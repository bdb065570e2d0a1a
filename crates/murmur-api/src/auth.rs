use std::sync::Arc;

use argon2::{
    Argon2, PasswordHash, PasswordHasher, PasswordVerifier,
    password_hash::{SaltString, rand_core::OsRng},
};
use axum::{Extension, extract::State, http::StatusCode, response::IntoResponse};
use jsonwebtoken::{DecodingKey, EncodingKey, Header, Validation, decode, encode, errors::ErrorKind};
use tracing::info;
use uuid::Uuid;

use murmur_db::Database;
use murmur_db::models::{NewUser, ProfileUpdate};
use murmur_types::api::{AuthResponse, Claims, LoginRequest, SignupRequest, UpdateProfileRequest};

use crate::convert::user_profile;
use crate::error::ApiError;
use crate::extract::Json;
use crate::middleware::AuthUser;
use crate::with_db;

pub type AppState = Arc<AppStateInner>;

pub struct AppStateInner {
    pub db: Arc<Database>,
    pub jwt_secret: String,
    pub token_ttl: chrono::Duration,
}

const MIN_PASSWORD_LEN: usize = 8;

pub async fn signup(
    State(state): State<AppState>,
    Json(req): Json<SignupRequest>,
) -> Result<impl IntoResponse, ApiError> {
    validate_username(&req.username)?;
    if req.password.chars().count() < MIN_PASSWORD_LEN {
        return Err(ApiError::Validation(format!(
            "Password must be at least {} characters",
            MIN_PASSWORD_LEN
        )));
    }

    let password_hash = tokio::task::spawn_blocking(move || hash_password(&req.password)).await??;

    let user_id = Uuid::new_v4();
    let gender = req.gender.unwrap_or_default();
    let username = req.username;

    let user = with_db(&state, move |db| {
        let created = db.create_user(&NewUser {
            id: &user_id.to_string(),
            username: &username,
            password_hash: &password_hash,
            gender: gender.as_str(),
        })?;
        if !created {
            return Ok(None);
        }
        db.get_user_by_id(&user_id.to_string())
    })
    .await?
    .ok_or_else(|| ApiError::Conflict("User already exists".into()))?;

    info!("New user registered: {} ({})", user.username, user.id);

    let token = create_token(&state, user_id)?;
    Ok((
        StatusCode::CREATED,
        Json(AuthResponse {
            user: user_profile(&user),
            token,
        }),
    ))
}

pub async fn login(
    State(state): State<AppState>,
    Json(req): Json<LoginRequest>,
) -> Result<impl IntoResponse, ApiError> {
    let invalid = || ApiError::Unauthorized("Invalid username or password".into());

    let username = req.username.clone();
    let user = with_db(&state, move |db| db.get_user_by_username(&username))
        .await?
        .ok_or_else(invalid)?;

    let stored_hash = user.password.clone();
    let password = req.password;
    let valid = tokio::task::spawn_blocking(move || verify_password(&password, &stored_hash)).await??;
    if !valid {
        return Err(invalid());
    }

    let user_id: Uuid = user
        .id
        .parse()
        .map_err(|e| anyhow::anyhow!("Corrupt user id '{}': {}", user.id, e))?;

    let token = create_token(&state, user_id)?;
    Ok(Json(AuthResponse {
        user: user_profile(&user),
        token,
    }))
}

/// GET /auth/me: the caller's own profile.
pub async fn me(
    State(state): State<AppState>,
    Extension(auth): Extension<AuthUser>,
) -> Result<impl IntoResponse, ApiError> {
    let id = auth.id.to_string();
    let user = with_db(&state, move |db| db.get_user_by_id(&id))
        .await?
        .ok_or(ApiError::NotFound("User"))?;
    Ok(Json(user_profile(&user)))
}

/// PUT /auth/profile: partial update; returns the profile with a fresh token.
pub async fn update_profile(
    State(state): State<AppState>,
    Extension(auth): Extension<AuthUser>,
    Json(req): Json<UpdateProfileRequest>,
) -> Result<impl IntoResponse, ApiError> {
    // Blank strings for the text preferences mean "leave unchanged".
    let non_blank = |v: Option<String>| v.filter(|s| !s.trim().is_empty());

    let update = ProfileUpdate {
        gender: req.gender.map(|g| g.as_str().to_string()),
        vibe: non_blank(req.vibe),
        accent_color: non_blank(req.accent_color),
        chat_wallpaper: req.chat_wallpaper,
        sounds_enabled: req.sounds_enabled,
        profile_pic: req.profile_pic,
        bio: req.bio,
    };

    let id = auth.id.to_string();
    let user = with_db(&state, move |db| db.update_profile(&id, &update))
        .await?
        .ok_or(ApiError::NotFound("User"))?;

    let token = create_token(&state, auth.id)?;
    Ok(Json(AuthResponse {
        user: user_profile(&user),
        token,
    }))
}

pub fn create_token(state: &AppStateInner, user_id: Uuid) -> anyhow::Result<String> {
    let now = chrono::Utc::now();
    let claims = Claims {
        sub: user_id,
        iat: now.timestamp() as usize,
        exp: (now + state.token_ttl).timestamp() as usize,
    };

    let token = encode(
        &Header::default(),
        &claims,
        &EncodingKey::from_secret(state.jwt_secret.as_bytes()),
    )?;

    Ok(token)
}

/// Check signature and expiry. Does not look the user up; callers must
/// re-fetch current user state.
pub fn decode_token(secret: &str, token: &str) -> Result<Claims, ApiError> {
    decode::<Claims>(
        token,
        &DecodingKey::from_secret(secret.as_bytes()),
        &Validation::default(),
    )
    .map(|data| data.claims)
    .map_err(|e| match e.kind() {
        ErrorKind::ExpiredSignature => ApiError::Unauthorized("Not authorized, token expired".into()),
        _ => ApiError::Unauthorized("Not authorized, token failed".into()),
    })
}

fn validate_username(username: &str) -> Result<(), ApiError> {
    let len = username.chars().count();
    if !(3..=32).contains(&len) {
        return Err(ApiError::Validation("Username must be 3-32 characters".into()));
    }
    if !username
        .chars()
        .all(|c| c.is_ascii_alphanumeric() || matches!(c, '_' | '.' | '-'))
    {
        return Err(ApiError::Validation(
            "Username may only contain letters, digits, '_', '.' and '-'".into(),
        ));
    }
    Ok(())
}

fn hash_password(password: &str) -> anyhow::Result<String> {
    let salt = SaltString::generate(&mut OsRng);
    let hash = Argon2::default()
        .hash_password(password.as_bytes(), &salt)
        .map_err(|e| anyhow::anyhow!("Password hashing failed: {}", e))?
        .to_string();
    Ok(hash)
}

fn verify_password(password: &str, stored_hash: &str) -> anyhow::Result<bool> {
    let parsed = PasswordHash::new(stored_hash).map_err(|e| anyhow::anyhow!("Corrupt password hash: {}", e))?;
    Ok(Argon2::default().verify_password(password.as_bytes(), &parsed).is_ok())
}

#[cfg(test)]
mod tests {
    use super::*;

    fn state() -> AppStateInner {
        AppStateInner {
            db: Arc::new(Database::open_in_memory().unwrap()),
            jwt_secret: "test-secret".into(),
            token_ttl: chrono::Duration::days(30),
        }
    }

    #[test]
    fn token_roundtrip_carries_only_user_id() {
        let state = state();
        let user_id = Uuid::new_v4();
        let token = create_token(&state, user_id).unwrap();

        let claims = decode_token(&state.jwt_secret, &token).unwrap();
        assert_eq!(claims.sub, user_id);
        let ttl = claims.exp - claims.iat;
        assert_eq!(ttl, 30 * 24 * 60 * 60);
    }

    #[test]
    fn token_with_wrong_secret_is_rejected() {
        let state = state();
        let token = create_token(&state, Uuid::new_v4()).unwrap();
        assert!(matches!(decode_token("other-secret", &token), Err(ApiError::Unauthorized(_))));
    }

    #[test]
    fn expired_token_is_rejected() {
        let mut state = state();
        state.token_ttl = chrono::Duration::days(-1);
        let token = create_token(&state, Uuid::new_v4()).unwrap();
        match decode_token(&state.jwt_secret, &token) {
            Err(ApiError::Unauthorized(msg)) => assert!(msg.contains("expired")),
            other => panic!("expected expiry rejection, got {:?}", other.map(|c| c.sub)),
        }
    }

    #[test]
    fn password_hash_verifies() {
        let hash = hash_password("correct horse").unwrap();
        assert_ne!(hash, "correct horse");
        assert!(verify_password("correct horse", &hash).unwrap());
        assert!(!verify_password("wrong horse", &hash).unwrap());
    }

    #[test]
    fn username_rules() {
        assert!(validate_username("alice").is_ok());
        assert!(validate_username("a.b-c_d").is_ok());
        assert!(validate_username("al").is_err());
        assert!(validate_username("has space").is_err());
        assert!(validate_username(&"x".repeat(33)).is_err());
    }
}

====================

### Task to carry out:
Could you restate, word for word, the lines above from the one with "current user state." to the one with "let hash = Argon2::default()", both included?

### Problem solution:
/// re-fetch current user state.
pub fn decode_token(secret: &str, token: &str) -> Result<Claims, ApiError> {
    decode::<Claims>(
        token,
        &DecodingKey::from_secret(secret.as_bytes()),
        &Validation::default(),
    )
    .map(|data| data.claims)
    .map_err(|e| match e.kind() {
        ErrorKind::ExpiredSignature => ApiError::Unauthorized("Not authorized, token expired".into()),
        _ => ApiError::Unauthorized("Not authorized, token failed".into()),
    })
}

fn validate_username(username: &str) -> Result<(), ApiError> {
    let len = username.chars().count();
    if !(3..=32).contains(&len) {
        return Err(ApiError::Validation("Username must be 3-32 characters".into()));
    }
    if !username
        .chars()
        .all(|c| c.is_ascii_alphanumeric() || matches!(c, '_' | '.' | '-'))
    {
        return Err(ApiError::Validation(
            "Username may only contain letters, digits, '_', '.' and '-'".into(),
        ));
    }
    Ok(())
}

fn hash_password(password: &str) -> anyhow::Result<String> {
    let salt = SaltString::generate(&mut OsRng);
    let hash = Argon2::default()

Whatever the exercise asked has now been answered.